Clemente, que se jugaba perder aquel récord de imbatibilidad (pamplinas a las que nos agarrábamos cuando no ganábamos nada. Ni pasábamos de cuartos…) vio la solución en el habilidoso guardameta valenciano.
Con ayuda de esparadrapo convirtió la equipación con el dorsal 18 en un 13 y saltó al césped. Según las indicaciones del técnico debía cubrir la banda izquierda. En una posición más parecida a la de un extremo que a la de un centrocampista.
Aquel día Molina tuvo la oportunidad para demostrar que su buen juego de pies no era un mito. Multiplicó sus esfuerzos en defensa, no paró de ofrecerse y movió el balón con criterio. No solo cumplió, si no que gozó de la mejor oportunidad del partido y estuvo a punto de marcar.

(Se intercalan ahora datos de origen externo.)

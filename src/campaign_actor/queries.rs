//! Collection-level queries for the Campaign actor.
//!
//! Each query maps to one SQL aggregate (or bulk write) executed by
//! [`SqliteCampaignStore`](super::SqliteCampaignStore) inside the actor task.

use chrono::NaiveDate;
use serde::Serialize;

use crate::model::Campaign;

#[derive(Debug, Clone)]
pub enum CampaignQuery {
    /// Sums over the whole table.
    Totals,
    /// Sums grouped by campaign name, highest revenue first.
    PerCampaign { limit: Option<usize> },
    /// Sums grouped by device, most impressions first.
    ByDevice,
    /// Sums grouped by platform, highest revenue first.
    ByPlatform,
    /// Daily sums for `from..=to`, oldest first. Days without rows are absent.
    DailyTotals { from: NaiveDate, to: NaiveDate },
    /// The most recent row for a campaign name.
    LatestByName(String),
    /// Up to `limit` random row ids.
    SampleIds { limit: usize },
    /// Inserts prepared rows in one transaction; rows whose id already exists are skipped.
    BulkInsert(Vec<Campaign>),
}

/// Results from CampaignQueries - variants match 1:1 with CampaignQuery
#[derive(Debug, Clone)]
pub enum CampaignQueryResult {
    Totals(CampaignTotals),
    PerCampaign(Vec<GroupTotals>),
    ByDevice(Vec<GroupTotals>),
    ByPlatform(Vec<GroupTotals>),
    DailyTotals(Vec<DailyTotals>),
    LatestByName(Option<Campaign>),
    SampleIds(Vec<String>),
    /// Number of rows actually inserted.
    BulkInsert(usize),
}

/// Table-wide sums.
#[derive(Debug, Clone, Default, PartialEq, Serialize)]
pub struct CampaignTotals {
    pub rows: i64,
    pub campaigns: i64,
    pub cost: f64,
    pub sale_amount: f64,
    pub impressions: i64,
    pub clicks: i64,
    pub conversions: i64,
    pub leads: i64,
}

/// Sums for one group (campaign name, device or platform).
#[derive(Debug, Clone, Default, PartialEq, Serialize)]
pub struct GroupTotals {
    pub key: String,
    pub rows: i64,
    pub cost: f64,
    pub sale_amount: f64,
    pub impressions: i64,
    pub clicks: i64,
    pub conversions: i64,
}

/// Sums for one calendar day.
#[derive(Debug, Clone, PartialEq, Serialize)]
pub struct DailyTotals {
    pub date: NaiveDate,
    pub impressions: i64,
    pub clicks: i64,
    pub conversions: i64,
}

En la Selección nunca gozó de la titularidad. Siempre tuvo buenos porteros por delante. Su último partido como internacional fue también frente a Noruega en el 2000, pero esta vez bajo palos.
Esa vez no estuvo muy acertado. Iversen cabeceó a la red un despeje en largo de la defensa nórdica ante la salida en falso de Molina. A por uvas que se suele decir.
¿Líbero o portero?
Permaneció en el Calderón hasta el año del descenso al infierno, cuando fichó por el Deportivo de la Coruña, vigente campeón de liga.
Con los gallegos ganó algunos títulos, una Copa del Rey y otras dos Supercopas de España.
Su capítulo más negro fue cuando en 2002 le diagnosticaron un cáncer de testículo, que le retiró momentáneamente de los terrenos de juego, para volver de nuevo en 2003.
En 2006, ya en el ocaso de su carrera fichó por el Levante, recién ascendido y casualmente entrenado por Abel Resino, a quien relevó a orillas del Manzanares, que ahora debutaba como entrenador en Primera División.
Empezó la temporada como suplente, pero a los pocos partidos se consolidó como guardameta titular. El equipo consiguió la permanencia y él decidió colgar las botas ese verano.
Aquella fama de portero con dotes de jugador de campo nunca le abandonó. Esa tendencia a estar lejos del arco, tan solo unos metros por detrás de los centrales como si de un líbero se tratase, le jugó más de una mala pasada.
Tal vez este sea el ejemplo más conocido. Se sabe que el entrenador había advertido de esta costumbre a los jugadores para que buscaran sorprenderle. Seedorf lo hizo.